Exercise objective: The word to look for is "Ordering". Report every line of the entries below that has it.

Provided entries:
//! Shared test fixtures: a stub AEP endpoint serving canned responses.

#![allow(dead_code)]

use std::net::{SocketAddr, TcpListener};
use std::sync::Arc;
use std::sync::atomic::{AtomicUsize, Ordering};
use std::thread;

use axum::Router;
use axum::body::Bytes;
use axum::http::{StatusCode, header};
use axum::response::{IntoResponse, Response};
use axum::routing::post;
use serde_json::{Value, json};

use aep_demo::config::ServerConfig;

/// Response the stub returns for every run request.
#[derive(Clone)]
pub enum Stub {
    /// 200 with this JSON body.
    Json(Value),
    /// This status with a plain-text body.
    Status(u16),
    /// 200 with this raw body, declared as JSON.
    Raw(&'static str),
}

/// Requests seen by a stub server.
#[derive(Default)]
pub struct Hits {
    /// Number of `POST /api/aep/run` requests.
    pub count: AtomicUsize,
    /// Total request body bytes received.
    pub body_bytes: AtomicUsize,
}

impl Hits {
    pub fn count(&self) -> usize {
        self.count.load(Ordering::SeqCst)
    }

    pub fn body_bytes(&self) -> usize {
        self.body_bytes.load(Ordering::SeqCst)
    }
}

/// Scenario payload: mean 12.345, p50 12.1, p90 10.8, uncertainty 4.567, five iterations.
pub fn scenario_payload() -> Value {
    json!({
        "status": "success",
        "aep_GWh_mean": 12.345,
        "aep_GWh_p50": 12.1,
        "aep_GWh_p90": 10.8,
        "aep_GWh_p10": 13.9,
        "std_dev": 0.56,
        "uncertainty_pct": 4.567,
        "distribution": [1, 5, 9, 5, 1]
    })
}

/// Starts a stub server on an ephemeral port in a background thread.
///
/// Only `POST /api/aep/run` is routed; anything else is 404/405.
pub fn spawn_stub(stub: Stub) -> (SocketAddr, Arc<Hits>) {
    let listener = TcpListener::bind("127.0.0.1:0").expect("ephemeral port bind should succeed");
    listener
        .set_nonblocking(true)
        .expect("listener should switch to non-blocking");
    let addr = listener.local_addr().expect("local_addr should be available");

    let hits = Arc::new(Hits::default());
    let seen = Arc::clone(&hits);
    let app = Router::new().route(
        "/api/aep/run",
        post(move |body: Bytes| {
            let seen = Arc::clone(&seen);
            let stub = stub.clone();
            async move {
                seen.count.fetch_add(1, Ordering::SeqCst);
                seen.body_bytes.fetch_add(body.len(), Ordering::SeqCst);
                respond(stub)
            }
        }),
    );

    thread::spawn(move || {
        let rt = tokio::runtime::Builder::new_current_thread()
            .enable_all()
            .build()
            .expect("stub runtime should build");
        rt.block_on(async move {
            let listener = tokio::net::TcpListener::from_std(listener)
                .expect("listener should convert to tokio");
            let _ = axum::serve(listener, app).await;
        });
    });

    (addr, hits)
}

fn respond(stub: Stub) -> Response {
    match stub {
        Stub::Json(value) => (
            StatusCode::OK,
            [(header::CONTENT_TYPE, "application/json")],
            value.to_string(),
        )
            .into_response(),
        Stub::Status(code) => {
            let status = StatusCode::from_u16(code).unwrap_or(StatusCode::INTERNAL_SERVER_ERROR);
            (status, "simulation exploded").into_response()
        }
        Stub::Raw(body) => (
            StatusCode::OK,
            [(header::CONTENT_TYPE, "application/json")],
            body,
        )
            .into_response(),
    }
}

/// Server settings pointing at `addr`.
pub fn server_config(addr: SocketAddr) -> ServerConfig {
    ServerConfig {
        base_url: format!("http://{addr}"),
        ..ServerConfig::default()
    }
}

/// An address nothing is listening on.
pub fn closed_addr() -> SocketAddr {
    let listener = TcpListener::bind("127.0.0.1:0").expect("ephemeral port bind should succeed");
    let addr = listener.local_addr().expect("local_addr should be available");
    drop(listener);
    addr
}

Written answer:
use std::sync::atomic::{AtomicUsize, Ordering};
        self.count.load(Ordering::SeqCst)
        self.body_bytes.load(Ordering::SeqCst)
                seen.count.fetch_add(1, Ordering::SeqCst);
                seen.body_bytes.fetch_add(body.len(), Ordering::SeqCst);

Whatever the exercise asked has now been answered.